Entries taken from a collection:
□ □ □ □
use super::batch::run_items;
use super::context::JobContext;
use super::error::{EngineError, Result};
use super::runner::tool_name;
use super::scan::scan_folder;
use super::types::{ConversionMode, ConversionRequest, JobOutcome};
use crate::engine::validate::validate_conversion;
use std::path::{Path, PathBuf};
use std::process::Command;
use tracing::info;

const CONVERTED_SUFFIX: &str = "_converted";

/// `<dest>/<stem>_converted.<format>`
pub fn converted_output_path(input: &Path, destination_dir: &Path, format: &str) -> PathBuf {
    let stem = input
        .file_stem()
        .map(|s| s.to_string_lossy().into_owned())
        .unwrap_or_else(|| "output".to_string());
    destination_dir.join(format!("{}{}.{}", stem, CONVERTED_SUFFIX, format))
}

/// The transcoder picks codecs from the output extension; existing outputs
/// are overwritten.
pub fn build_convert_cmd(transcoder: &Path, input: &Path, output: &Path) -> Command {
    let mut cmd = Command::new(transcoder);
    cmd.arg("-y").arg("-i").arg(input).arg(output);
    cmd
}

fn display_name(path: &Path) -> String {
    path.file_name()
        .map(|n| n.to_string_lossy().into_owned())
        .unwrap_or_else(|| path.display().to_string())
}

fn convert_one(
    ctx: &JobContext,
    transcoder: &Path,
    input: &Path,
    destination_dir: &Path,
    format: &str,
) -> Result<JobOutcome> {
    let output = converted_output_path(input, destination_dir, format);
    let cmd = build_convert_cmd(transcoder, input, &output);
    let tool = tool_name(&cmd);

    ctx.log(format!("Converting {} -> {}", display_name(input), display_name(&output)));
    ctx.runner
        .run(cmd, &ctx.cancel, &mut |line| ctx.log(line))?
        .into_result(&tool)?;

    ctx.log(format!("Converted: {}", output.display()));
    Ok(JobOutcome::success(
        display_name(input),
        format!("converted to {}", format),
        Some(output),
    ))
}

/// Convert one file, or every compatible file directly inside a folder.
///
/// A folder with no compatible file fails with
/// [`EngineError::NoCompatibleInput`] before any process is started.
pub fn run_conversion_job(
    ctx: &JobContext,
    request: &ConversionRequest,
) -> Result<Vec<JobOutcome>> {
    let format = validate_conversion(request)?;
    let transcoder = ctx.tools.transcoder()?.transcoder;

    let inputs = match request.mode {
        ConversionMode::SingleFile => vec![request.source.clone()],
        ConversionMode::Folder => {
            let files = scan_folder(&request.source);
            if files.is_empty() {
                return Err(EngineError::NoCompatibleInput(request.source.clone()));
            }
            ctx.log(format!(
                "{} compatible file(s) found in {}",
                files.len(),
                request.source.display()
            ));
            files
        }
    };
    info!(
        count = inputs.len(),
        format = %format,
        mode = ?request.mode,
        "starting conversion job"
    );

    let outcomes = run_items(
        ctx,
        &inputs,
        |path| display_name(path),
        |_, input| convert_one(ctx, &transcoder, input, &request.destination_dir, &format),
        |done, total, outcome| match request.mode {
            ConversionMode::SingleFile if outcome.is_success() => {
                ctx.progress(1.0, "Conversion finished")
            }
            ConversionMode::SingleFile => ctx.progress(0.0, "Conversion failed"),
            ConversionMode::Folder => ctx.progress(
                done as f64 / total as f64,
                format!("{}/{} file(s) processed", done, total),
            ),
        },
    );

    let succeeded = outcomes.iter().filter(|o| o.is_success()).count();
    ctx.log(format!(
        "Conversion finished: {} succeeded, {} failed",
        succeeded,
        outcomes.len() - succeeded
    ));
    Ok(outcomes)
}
□ □ □ □
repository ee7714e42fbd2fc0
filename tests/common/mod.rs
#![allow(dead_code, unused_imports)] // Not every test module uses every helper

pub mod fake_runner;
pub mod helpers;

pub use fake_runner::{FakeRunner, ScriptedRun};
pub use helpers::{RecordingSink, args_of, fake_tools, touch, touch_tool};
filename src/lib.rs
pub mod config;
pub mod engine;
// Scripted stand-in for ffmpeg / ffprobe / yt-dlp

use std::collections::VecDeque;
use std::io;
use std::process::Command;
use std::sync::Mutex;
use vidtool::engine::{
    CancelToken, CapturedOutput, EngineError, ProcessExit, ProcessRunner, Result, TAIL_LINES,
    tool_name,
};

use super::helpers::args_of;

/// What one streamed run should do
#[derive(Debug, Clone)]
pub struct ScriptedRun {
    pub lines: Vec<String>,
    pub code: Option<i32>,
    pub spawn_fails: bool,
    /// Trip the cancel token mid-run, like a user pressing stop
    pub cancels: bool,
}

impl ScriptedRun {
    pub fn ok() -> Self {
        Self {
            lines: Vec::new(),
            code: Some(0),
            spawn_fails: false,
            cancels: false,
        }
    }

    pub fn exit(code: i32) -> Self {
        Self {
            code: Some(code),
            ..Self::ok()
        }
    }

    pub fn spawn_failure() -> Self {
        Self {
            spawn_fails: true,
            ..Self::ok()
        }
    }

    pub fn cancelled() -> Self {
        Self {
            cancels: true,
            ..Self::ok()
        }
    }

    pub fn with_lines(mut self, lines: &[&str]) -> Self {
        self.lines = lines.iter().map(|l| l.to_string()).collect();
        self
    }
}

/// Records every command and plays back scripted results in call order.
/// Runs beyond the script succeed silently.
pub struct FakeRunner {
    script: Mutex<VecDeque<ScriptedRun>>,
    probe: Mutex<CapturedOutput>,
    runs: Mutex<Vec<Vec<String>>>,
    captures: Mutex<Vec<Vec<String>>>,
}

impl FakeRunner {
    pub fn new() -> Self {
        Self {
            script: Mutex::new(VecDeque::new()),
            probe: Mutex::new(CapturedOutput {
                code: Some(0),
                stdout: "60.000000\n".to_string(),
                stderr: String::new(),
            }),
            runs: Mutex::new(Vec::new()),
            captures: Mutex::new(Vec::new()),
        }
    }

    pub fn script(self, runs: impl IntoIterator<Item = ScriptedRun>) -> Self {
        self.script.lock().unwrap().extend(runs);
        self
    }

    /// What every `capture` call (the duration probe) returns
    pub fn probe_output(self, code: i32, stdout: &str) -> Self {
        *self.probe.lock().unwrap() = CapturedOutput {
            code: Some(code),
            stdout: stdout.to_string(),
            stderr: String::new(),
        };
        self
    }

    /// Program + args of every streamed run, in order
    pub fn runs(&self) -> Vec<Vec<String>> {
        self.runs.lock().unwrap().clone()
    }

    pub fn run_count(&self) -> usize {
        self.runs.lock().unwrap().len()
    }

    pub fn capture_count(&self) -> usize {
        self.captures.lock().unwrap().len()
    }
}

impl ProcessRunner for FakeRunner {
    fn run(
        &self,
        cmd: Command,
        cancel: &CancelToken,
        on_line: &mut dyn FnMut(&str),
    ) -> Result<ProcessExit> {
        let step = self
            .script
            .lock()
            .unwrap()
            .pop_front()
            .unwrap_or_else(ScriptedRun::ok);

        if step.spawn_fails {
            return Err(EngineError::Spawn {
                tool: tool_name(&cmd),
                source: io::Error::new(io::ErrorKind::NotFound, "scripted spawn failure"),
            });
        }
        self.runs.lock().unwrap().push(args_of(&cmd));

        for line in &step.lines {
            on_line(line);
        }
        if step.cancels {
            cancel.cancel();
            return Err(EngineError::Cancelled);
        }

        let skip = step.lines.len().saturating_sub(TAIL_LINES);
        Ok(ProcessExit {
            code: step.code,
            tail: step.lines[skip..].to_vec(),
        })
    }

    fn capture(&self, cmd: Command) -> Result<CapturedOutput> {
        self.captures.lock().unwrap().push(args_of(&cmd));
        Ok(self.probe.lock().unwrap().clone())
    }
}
□ □ □ □
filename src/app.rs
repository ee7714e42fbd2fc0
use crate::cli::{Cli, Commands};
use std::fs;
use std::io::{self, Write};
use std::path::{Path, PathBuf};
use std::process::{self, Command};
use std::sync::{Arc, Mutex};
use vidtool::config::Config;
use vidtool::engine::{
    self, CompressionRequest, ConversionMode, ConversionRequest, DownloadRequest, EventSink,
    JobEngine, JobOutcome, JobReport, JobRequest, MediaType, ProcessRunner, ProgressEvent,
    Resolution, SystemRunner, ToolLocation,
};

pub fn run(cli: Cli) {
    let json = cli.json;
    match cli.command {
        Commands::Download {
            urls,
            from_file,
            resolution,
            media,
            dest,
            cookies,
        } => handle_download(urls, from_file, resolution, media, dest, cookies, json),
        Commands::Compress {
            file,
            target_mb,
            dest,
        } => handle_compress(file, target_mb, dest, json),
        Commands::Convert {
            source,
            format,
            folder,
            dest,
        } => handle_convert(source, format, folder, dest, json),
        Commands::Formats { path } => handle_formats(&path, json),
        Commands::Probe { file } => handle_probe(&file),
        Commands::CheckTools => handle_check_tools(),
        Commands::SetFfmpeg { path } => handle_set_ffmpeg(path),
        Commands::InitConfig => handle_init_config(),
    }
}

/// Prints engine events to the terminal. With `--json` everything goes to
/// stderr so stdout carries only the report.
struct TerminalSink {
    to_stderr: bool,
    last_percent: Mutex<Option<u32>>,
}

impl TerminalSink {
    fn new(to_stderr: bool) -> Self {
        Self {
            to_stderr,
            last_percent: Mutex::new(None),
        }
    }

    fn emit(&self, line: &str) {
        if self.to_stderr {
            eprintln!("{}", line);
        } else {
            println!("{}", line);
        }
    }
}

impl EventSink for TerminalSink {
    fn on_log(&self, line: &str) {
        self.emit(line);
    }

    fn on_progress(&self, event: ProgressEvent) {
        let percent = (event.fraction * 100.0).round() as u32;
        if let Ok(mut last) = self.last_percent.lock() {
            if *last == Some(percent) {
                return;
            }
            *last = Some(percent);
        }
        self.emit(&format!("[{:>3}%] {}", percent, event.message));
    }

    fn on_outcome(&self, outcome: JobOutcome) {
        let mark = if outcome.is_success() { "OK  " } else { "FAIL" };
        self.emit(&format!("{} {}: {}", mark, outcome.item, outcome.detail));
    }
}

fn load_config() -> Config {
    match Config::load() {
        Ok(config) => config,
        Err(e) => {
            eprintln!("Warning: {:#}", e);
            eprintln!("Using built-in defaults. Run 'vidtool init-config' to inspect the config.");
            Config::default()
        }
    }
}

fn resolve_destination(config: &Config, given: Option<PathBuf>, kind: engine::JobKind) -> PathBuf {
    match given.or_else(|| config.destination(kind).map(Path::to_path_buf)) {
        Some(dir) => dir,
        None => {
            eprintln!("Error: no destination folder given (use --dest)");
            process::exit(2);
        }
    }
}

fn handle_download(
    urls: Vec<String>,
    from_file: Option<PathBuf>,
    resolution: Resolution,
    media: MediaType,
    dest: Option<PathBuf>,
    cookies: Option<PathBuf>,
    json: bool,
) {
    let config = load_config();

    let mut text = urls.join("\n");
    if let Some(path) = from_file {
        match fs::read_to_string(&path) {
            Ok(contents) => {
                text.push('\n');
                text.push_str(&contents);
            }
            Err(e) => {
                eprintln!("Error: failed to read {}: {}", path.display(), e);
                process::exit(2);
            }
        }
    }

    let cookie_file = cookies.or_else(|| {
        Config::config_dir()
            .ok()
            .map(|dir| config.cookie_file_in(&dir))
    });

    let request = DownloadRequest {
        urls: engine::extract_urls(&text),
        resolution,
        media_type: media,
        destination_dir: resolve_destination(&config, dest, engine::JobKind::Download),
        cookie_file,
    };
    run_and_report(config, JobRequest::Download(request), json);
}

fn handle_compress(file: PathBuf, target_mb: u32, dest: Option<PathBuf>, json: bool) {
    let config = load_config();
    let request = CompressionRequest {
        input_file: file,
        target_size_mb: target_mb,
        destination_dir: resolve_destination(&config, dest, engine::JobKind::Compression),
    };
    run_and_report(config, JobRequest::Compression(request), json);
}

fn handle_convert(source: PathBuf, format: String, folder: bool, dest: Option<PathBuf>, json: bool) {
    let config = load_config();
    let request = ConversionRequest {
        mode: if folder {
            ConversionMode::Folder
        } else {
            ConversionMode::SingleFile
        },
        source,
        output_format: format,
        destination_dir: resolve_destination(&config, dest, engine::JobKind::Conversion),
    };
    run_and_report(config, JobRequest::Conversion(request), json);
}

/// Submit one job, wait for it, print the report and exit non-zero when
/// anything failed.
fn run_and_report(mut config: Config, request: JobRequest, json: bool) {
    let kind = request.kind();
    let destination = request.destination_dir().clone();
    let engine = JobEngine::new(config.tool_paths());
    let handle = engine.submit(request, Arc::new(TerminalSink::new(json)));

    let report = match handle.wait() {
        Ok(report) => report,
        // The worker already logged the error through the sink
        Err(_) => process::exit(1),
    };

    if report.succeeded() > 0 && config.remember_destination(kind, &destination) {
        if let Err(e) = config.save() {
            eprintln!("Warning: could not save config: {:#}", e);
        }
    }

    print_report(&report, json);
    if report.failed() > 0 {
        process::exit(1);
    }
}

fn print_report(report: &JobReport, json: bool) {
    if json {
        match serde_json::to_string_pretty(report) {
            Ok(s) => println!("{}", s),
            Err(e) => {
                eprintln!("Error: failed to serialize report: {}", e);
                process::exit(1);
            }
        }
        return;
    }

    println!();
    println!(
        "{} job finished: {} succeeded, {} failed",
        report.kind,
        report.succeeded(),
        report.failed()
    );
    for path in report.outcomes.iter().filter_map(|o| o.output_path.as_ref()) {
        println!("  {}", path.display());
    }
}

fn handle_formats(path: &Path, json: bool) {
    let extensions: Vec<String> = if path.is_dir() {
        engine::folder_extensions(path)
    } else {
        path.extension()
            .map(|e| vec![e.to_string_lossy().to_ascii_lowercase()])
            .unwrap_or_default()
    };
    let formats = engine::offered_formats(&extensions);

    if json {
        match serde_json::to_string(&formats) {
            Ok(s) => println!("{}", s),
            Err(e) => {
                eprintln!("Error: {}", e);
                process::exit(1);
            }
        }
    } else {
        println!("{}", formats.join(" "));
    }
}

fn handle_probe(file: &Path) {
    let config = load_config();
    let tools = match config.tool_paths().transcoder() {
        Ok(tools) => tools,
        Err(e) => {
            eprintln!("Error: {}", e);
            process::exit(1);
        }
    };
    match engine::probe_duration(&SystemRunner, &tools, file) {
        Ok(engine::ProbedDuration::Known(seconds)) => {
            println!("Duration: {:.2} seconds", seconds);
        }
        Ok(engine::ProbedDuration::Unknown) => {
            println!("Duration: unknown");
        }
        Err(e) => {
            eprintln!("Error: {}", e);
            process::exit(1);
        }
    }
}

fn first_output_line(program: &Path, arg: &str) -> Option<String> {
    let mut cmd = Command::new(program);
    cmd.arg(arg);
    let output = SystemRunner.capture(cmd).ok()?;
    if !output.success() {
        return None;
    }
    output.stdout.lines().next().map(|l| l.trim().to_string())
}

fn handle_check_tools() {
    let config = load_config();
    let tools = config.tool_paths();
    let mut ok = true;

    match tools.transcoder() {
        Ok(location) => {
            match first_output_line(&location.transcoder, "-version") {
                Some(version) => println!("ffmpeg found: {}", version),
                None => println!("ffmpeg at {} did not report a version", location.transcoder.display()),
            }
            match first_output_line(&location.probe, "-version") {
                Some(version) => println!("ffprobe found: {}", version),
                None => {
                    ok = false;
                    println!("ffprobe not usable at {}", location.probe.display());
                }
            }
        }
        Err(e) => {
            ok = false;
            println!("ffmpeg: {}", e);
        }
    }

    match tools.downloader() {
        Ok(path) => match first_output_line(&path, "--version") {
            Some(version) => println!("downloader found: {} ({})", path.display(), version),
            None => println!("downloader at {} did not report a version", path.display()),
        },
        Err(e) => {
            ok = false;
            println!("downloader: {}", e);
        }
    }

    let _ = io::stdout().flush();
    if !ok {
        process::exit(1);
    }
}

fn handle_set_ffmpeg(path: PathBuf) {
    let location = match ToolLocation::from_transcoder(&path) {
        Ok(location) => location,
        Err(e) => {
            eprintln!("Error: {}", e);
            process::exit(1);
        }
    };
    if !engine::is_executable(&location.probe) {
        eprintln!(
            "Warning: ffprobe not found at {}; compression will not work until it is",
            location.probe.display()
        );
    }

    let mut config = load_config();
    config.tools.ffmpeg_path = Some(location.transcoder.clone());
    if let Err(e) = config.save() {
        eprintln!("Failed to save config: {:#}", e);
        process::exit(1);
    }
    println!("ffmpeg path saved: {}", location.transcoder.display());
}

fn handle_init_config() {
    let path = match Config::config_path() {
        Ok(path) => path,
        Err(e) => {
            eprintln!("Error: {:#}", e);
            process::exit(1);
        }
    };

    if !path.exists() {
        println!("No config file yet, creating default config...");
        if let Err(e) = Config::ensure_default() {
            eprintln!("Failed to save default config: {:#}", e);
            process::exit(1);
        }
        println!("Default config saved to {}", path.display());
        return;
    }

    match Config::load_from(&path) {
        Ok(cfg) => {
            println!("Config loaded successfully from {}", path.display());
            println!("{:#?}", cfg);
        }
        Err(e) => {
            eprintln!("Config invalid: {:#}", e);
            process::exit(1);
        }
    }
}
□ □ □ □
Task description: Retype exactly the lines above, from the one with "use super::batch::run_items;" through the one with "converted_output_path(input, destination_dir, format);", inclusive.

Output:
use super::batch::run_items;
use super::context::JobContext;
use super::error::{EngineError, Result};
use super::runner::tool_name;
use super::scan::scan_folder;
use super::types::{ConversionMode, ConversionRequest, JobOutcome};
use crate::engine::validate::validate_conversion;
use std::path::{Path, PathBuf};
use std::process::Command;
use tracing::info;

const CONVERTED_SUFFIX: &str = "_converted";

/// `<dest>/<stem>_converted.<format>`
pub fn converted_output_path(input: &Path, destination_dir: &Path, format: &str) -> PathBuf {
    let stem = input
        .file_stem()
        .map(|s| s.to_string_lossy().into_owned())
        .unwrap_or_else(|| "output".to_string());
    destination_dir.join(format!("{}{}.{}", stem, CONVERTED_SUFFIX, format))
}

/// The transcoder picks codecs from the output extension; existing outputs
/// are overwritten.
pub fn build_convert_cmd(transcoder: &Path, input: &Path, output: &Path) -> Command {
    let mut cmd = Command::new(transcoder);
    cmd.arg("-y").arg("-i").arg(input).arg(output);
    cmd
}

fn display_name(path: &Path) -> String {
    path.file_name()
        .map(|n| n.to_string_lossy().into_owned())
        .unwrap_or_else(|| path.display().to_string())
}

fn convert_one(
    ctx: &JobContext,
    transcoder: &Path,
    input: &Path,
    destination_dir: &Path,
    format: &str,
) -> Result<JobOutcome> {
    let output = converted_output_path(input, destination_dir, format);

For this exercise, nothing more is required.